A volunteer group formed to advise the Charlottesville City Council on the design of public infrastructure has recommended that an “enhanced” Belmont Bridge be more narrow and should encourage economic development of immediately adjacent land.
“Developing a scheme that integrates those properties into the bridge is critical to making things work,” said Richard Price, a member of the PLACE Design Task Force.
“How could those properties be redeveloped and how can they appropriately meet the edges of the bridge?” Price asked.
The task force was initiated by Councilor Kathy Galvin shortly after her election in November 2011 to oversee public infrastructure to ensure it helps advance city goals.

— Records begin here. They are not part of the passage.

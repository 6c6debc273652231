//! Reconstruction scoring
//!
//! The anomaly score is the mean squared error between a window and the
//! model's reconstruction of it, over all `L * F` entries. A window is
//! anomalous when the error is strictly greater than the threshold.
//!
//! The threshold is fixed at load time. `percentile_threshold` reproduces the
//! offline rule that produced it (a high percentile of reconstruction errors
//! on held-out normal data) for tooling and tests.

use std::time::Duration;

use climaguard_core::stats::quantile;
use climaguard_core::{NormalizedReading, Window};
use serde::{Deserialize, Serialize};

use crate::error::{DetectorError, DetectorResult};
use crate::model::{ModelError, ModelHandle};

/// Score of one window
#[derive(Debug, Clone, Copy, PartialEq, Serialize, Deserialize)]
pub struct ScoreOutcome {
    /// Mean squared reconstruction error, always `>= 0`
    pub error: f64,
    pub threshold: f64,
    /// `error > threshold`
    pub is_anomalous: bool,
}

impl ScoreOutcome {
    pub fn new(error: f64, threshold: f64) -> Self {
        Self {
            error,
            threshold,
            is_anomalous: error > threshold,
        }
    }
}

/// Scores windows against a fixed threshold
#[derive(Debug, Clone)]
pub struct ReconstructionScorer {
    model: ModelHandle,
    threshold: f64,
    timeout: Option<Duration>,
}

impl ReconstructionScorer {
    pub fn new(model: ModelHandle, threshold: f64) -> DetectorResult<Self> {
        if !threshold.is_finite() || threshold <= 0.0 {
            return Err(DetectorError::Config(format!(
                "threshold must be a positive number, got {threshold}"
            )));
        }
        Ok(Self {
            model,
            threshold,
            timeout: None,
        })
    }

    /// Bound each model call
    pub fn with_timeout(mut self, timeout: Option<Duration>) -> Self {
        self.timeout = timeout;
        self
    }

    pub fn threshold(&self) -> f64 {
        self.threshold
    }

    pub fn model(&self) -> &ModelHandle {
        &self.model
    }

    /// Reconstruction error of `window`; never retried
    pub async fn score(&self, window: &Window) -> Result<f64, ModelError> {
        let reconstruction = self.model.reconstruct(window.clone(), self.timeout).await?;
        mean_squared_error(window.rows(), &reconstruction)
    }

    /// Score and compare against the threshold
    pub async fn evaluate(&self, window: &Window) -> Result<ScoreOutcome, ModelError> {
        let error = self.score(window).await?;
        log::debug!("Reconstruction error {error:.6} (threshold {:.6})", self.threshold);
        Ok(ScoreOutcome::new(error, self.threshold))
    }

    /// Synchronous variant for callers already off the async runtime
    pub fn evaluate_blocking(&self, window: &Window) -> Result<ScoreOutcome, ModelError> {
        let reconstruction = self.model.reconstruct_blocking(window)?;
        let error = mean_squared_error(window.rows(), &reconstruction)?;
        Ok(ScoreOutcome::new(error, self.threshold))
    }
}

/// Element-wise MSE over every feature of every row
pub fn mean_squared_error(
    original: &[NormalizedReading],
    reconstruction: &[NormalizedReading],
) -> Result<f64, ModelError> {
    if original.len() != reconstruction.len() {
        return Err(ModelError::Shape {
            expected: original.len(),
            actual: reconstruction.len(),
        });
    }
    if original.is_empty() {
        return Ok(0.0);
    }

    let sum: f64 = original
        .iter()
        .zip(reconstruction)
        .map(|(a, b)| a.squared_distance(b))
        .sum();
    let entries = original.len() * climaguard_core::constants::FEATURE_COUNT;

    Ok(sum / entries as f64)
}

/// `p`-th percentile (0..=100) of `errors`, linear interpolation
///
/// Returns `None` for an empty input.
pub fn percentile_threshold(errors: &[f64], p: f64) -> Option<f64> {
    let mut sorted: Vec<f64> = errors.iter().copied().filter(|e| e.is_finite()).collect();
    if sorted.is_empty() {
        return None;
    }
    sorted.sort_by(|a, b| a.total_cmp(b));
    Some(quantile(&sorted, p / 100.0))
}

The city has been in the process of designing a new Belmont Bridge for several years after the council approved a plan to replace the bridge rather than repair it. The Commonwealth Transportation Board has approved a $14.5 million budget for the project, which is scheduled to be advertised for construction bids in 2015.
The firm MMM Design was hired to design the bridge with input from the public. Its work was criticized by some in Belmont who thought a highway-focused design did not provide a sufficient pedestrian and bicycle link between their neighborhood and the Downtown Mall.
Filmmaker Brian Wimer held a design contest in February 2012 that sought new ideas. The winning entrant called for removal of the bridge entirely and to replace it with an at-grade crossing. However, the council did not endorse that idea.
Instead, the city hired landscape architect Pete O’Shea and architect Jim Rounsevell to sift through contest entries to see what ideas could be extracted. The pair developed two options. One would be a bridge with enhanced amenities for pedestrians and cyclists, and the other would be an underpass that traveled below the railroad and Water Street.
City staff maintains the underpass would be more expensive than the bridge, and would have many logistical barriers including strong opposition from a railroad company that will not allow its operations to be affected by construction.
In October, the council directed staff to seek more input from the public about what an “enhanced” bridge would look like.
“They wanted us to go back to the public before we started doing any more design work,” said Jim Tolbert, director of the city’s Neighborhood Development Services office.
A public meeting will be held at CitySpace on Thursday, but members of the PLACE Design Task Force gave their opinion at a meeting last week.
Critics of the bridge argue the current structure is out of scale with the rest of the area and holds back economic development.
“The underpass had appeal because it minimized the scale of the bridge,” Galvin said. “It gave the sense that you could reclaim the area around it for development.”
Price said he wanted to find a way to use the bridge to help integrate vacant land on Old Avon Street into the city’s urban fabric.
“Can we propose some solution for infill development that makes that approach look less like a bridge and more like a street?” Price asked.
PLACE member Rachel Lloyd has been a vocal proponent of restricting the bridge to one lane in either direction. Currently, there are three vehicle lanes over the structure.
“We’ve looked into that and the traffic engineer tells us that two lanes will work,” said Joe Schinstock of MMM Design.
The bridge will be designed to carry more than 20,000 vehicles a day, 5,000 more than it currently carries, Schinstock said.
The city is keeping the bridge at its existing maximum width in order to avoid purchasing any right-of-way or opening up an environmental review.
Another request from PLACE was to make the lighting friendlier to pedestrians as opposed to having the lamps high on poles to illuminate the roadway at night.
“After the public meeting, the idea is that [MMM Design] will come back and do some drawing and then come back to [PLACE] for discussion,” Tolbert said. “And then we’ll go back to council for a final decision.”
The council first held a public input session on the bridge in November 2010 to ask the public many of the same questions.
“Basically, what we’ve heard is that folks want a great pedestrian experience on both sides of the bridge, great bike access, as little vehicular-use space as possible, an opportunity for mountain views, green approaches and improved connections to the mall, Water Street and Belmont,” Tolbert said.